WHAT TO DO
Establish how many lines in the entries hold the string "returned". The number by itself is the whole answer.

DATA EXTRACT

--------

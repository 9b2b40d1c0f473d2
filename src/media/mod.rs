//! Call-audio media stream handling
//!
//! - `messages`: the JSON envelope format (`start` / `media` / `stop`)
//! - `transport`: the duplex stream the envelopes arrive on
//! - `ingress`: the per-leg loop relaying audio to transcription

pub mod ingress;
pub mod messages;
pub mod transport;

pub use ingress::{IngressExit, IngressSummary, MediaIngress};
pub use messages::{MediaEnvelope, MediaPayload, StartMetadata, CALL_ID_PARAMETER};
pub use transport::{MediaTransport, WebSocketTransport};
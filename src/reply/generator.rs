use anyhow::{Context, Result};
use async_trait::async_trait;
use serde::{Deserialize, Serialize};
use std::sync::Arc;
use std::time::Duration;
use tracing::{debug, info};

use crate::config::ReplyConfig;
use crate::error::{BridgeError, BridgeResult};

/// Produces reply text from the caller's transcript so far
#[async_trait]
pub trait ReplyGenerator: Send + Sync {
    async fn generate(&self, prior_text: &str) -> BridgeResult<String>;
}

/// Always answers with the same phrase (used when no completion API is configured)
#[derive(Debug, Clone)]
pub struct CannedReply {
    text: String,
}

impl CannedReply {
    pub fn new(text: impl Into<String>) -> Self {
        Self { text: text.into() }
    }
}

#[async_trait]
impl ReplyGenerator for CannedReply {
    async fn generate(&self, _prior_text: &str) -> BridgeResult<String> {
        Ok(self.text.clone())
    }
}

#[derive(Debug, Serialize)]
struct ChatRequest<'a> {
    model: &'a str,
    messages: Vec<ChatMessage<'a>>,
    temperature: f32,
    max_tokens: u32,
}

#[derive(Debug, Serialize)]
struct ChatMessage<'a> {
    role: &'a str,
    content: &'a str,
}

#[derive(Debug, Deserialize)]
struct ChatResponse {
    #[serde(default)]
    choices: Vec<ChatChoice>,
}

#[derive(Debug, Deserialize)]
struct ChatChoice {
    message: ChatChoiceMessage,
}

#[derive(Debug, Deserialize)]
struct ChatChoiceMessage {
    #[serde(default)]
    content: Option<String>,
}

/// OpenAI-compatible `/chat/completions` client
#[derive(Debug, Clone)]
pub struct ChatCompletionsGenerator {
    http: reqwest::Client,
    api_base: String,
    api_key: String,
    model: String,
    system_prompt: String,
    temperature: f32,
    max_tokens: u32,
}

impl ChatCompletionsGenerator {
    pub fn new(config: &ReplyConfig, api_key: impl Into<String>) -> Result<Self> {
        let http = reqwest::Client::builder()
            .timeout(Duration::from_secs(config.request_timeout_secs.max(1)))
            .build()
            .context("failed to create chat completions client")?;

        Ok(Self {
            http,
            api_base: config.api_base.trim_end_matches('/').to_string(),
            api_key: api_key.into().trim().to_string(),
            model: config.model.clone(),
            system_prompt: config.system_prompt.clone(),
            temperature: config.temperature,
            max_tokens: config.max_tokens,
        })
    }
}

#[async_trait]
impl ReplyGenerator for ChatCompletionsGenerator {
    async fn generate(&self, prior_text: &str) -> BridgeResult<String> {
        let request = ChatRequest {
            model: &self.model,
            messages: vec![
                ChatMessage {
                    role: "system",
                    content: &self.system_prompt,
                },
                ChatMessage {
                    role: "user",
                    content: prior_text,
                },
            ],
            temperature: self.temperature,
            max_tokens: self.max_tokens,
        };

        let response = self
            .http
            .post(format!("{}/chat/completions", self.api_base))
            .bearer_auth(&self.api_key)
            .json(&request)
            .send()
            .await?;

        let status = response.status();
        if !status.is_success() {
            let body = response.text().await.unwrap_or_default();
            return Err(BridgeError::Collaborator(format!(
                "chat completions returned {}: {}",
                status, body
            )));
        }

        let parsed: ChatResponse = response.json().await?;
        let content = parsed
            .choices
            .into_iter()
            .next()
            .and_then(|choice| choice.message.content)
            .map(|text| text.trim().to_string())
            .unwrap_or_default();

        debug!("Chat completion returned {} chars", content.len());
        Ok(content)
    }
}

/// Pick the generator for this configuration
pub fn generator_from_config(config: &ReplyConfig) -> Result<Arc<dyn ReplyGenerator>> {
    match config.api_key.as_deref().map(str::trim) {
        Some(key) if !key.is_empty() => {
            info!("Reply generation via {} ({})", config.api_base, config.model);
            Ok(Arc::new(ChatCompletionsGenerator::new(config, key)?))
        }
        _ => {
            info!("No completion API key configured; replies use the fallback phrase");
            Ok(Arc::new(CannedReply::new(config.fallback.clone())))
        }
    }
}

/// Last `max_chars` characters of `text`, cut on a char boundary
pub fn trailing_window(text: &str, max_chars: usize) -> &str {
    let total = text.chars().count();
    if total <= max_chars {
        return text;
    }
    let skip = total - max_chars;
    match text.char_indices().nth(skip) {
        Some((idx, _)) => &text[idx..],
        None => "",
    }
}
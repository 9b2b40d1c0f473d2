use tracing::warn;

use crate::media::MediaTransport;
use crate::transcription::AudioUplink;

/// Close the transcription uplink, then the media stream.
/// A failure closing one does not prevent closing the other.
pub async fn close_leg(uplink: &mut dyn AudioUplink, transport: &mut dyn MediaTransport) {
    if let Err(e) = uplink.close().await {
        warn!("Closing transcription uplink failed: {}", e);
    }
    if let Err(e) = transport.close().await {
        warn!("Closing media stream failed: {}", e);
    }
}
//! Error types for the call bridge
//!
//! Failures are classified by how far they are allowed to reach:
//! - `Connect` stops a media leg before it starts
//! - `Send` / `Receive` stop the loop that hit them and tear the leg down
//! - `Decode` drops a single message
//! - `Collaborator` is absorbed by the reply path (fallback text or a log line)

use thiserror::Error;

/// Result type alias for bridge operations
pub type BridgeResult<T> = Result<T, BridgeError>;

#[derive(Error, Debug)]
pub enum BridgeError {
    #[error("transcription connect failed: {0}")]
    Connect(String),

    #[error("send failed: {0}")]
    Send(String),

    #[error("receive failed: {0}")]
    Receive(String),

    #[error("decode failed: {0}")]
    Decode(String),

    #[error("collaborator failed: {0}")]
    Collaborator(String),
}

impl From<serde_json::Error> for BridgeError {
    fn from(err: serde_json::Error) -> Self {
        BridgeError::Decode(err.to_string())
    }
}

impl From<base64::DecodeError> for BridgeError {
    fn from(err: base64::DecodeError) -> Self {
        BridgeError::Decode(err.to_string())
    }
}

impl From<reqwest::Error> for BridgeError {
    fn from(err: reqwest::Error) -> Self {
        BridgeError::Collaborator(err.to_string())
    }
}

--------

RESULT
2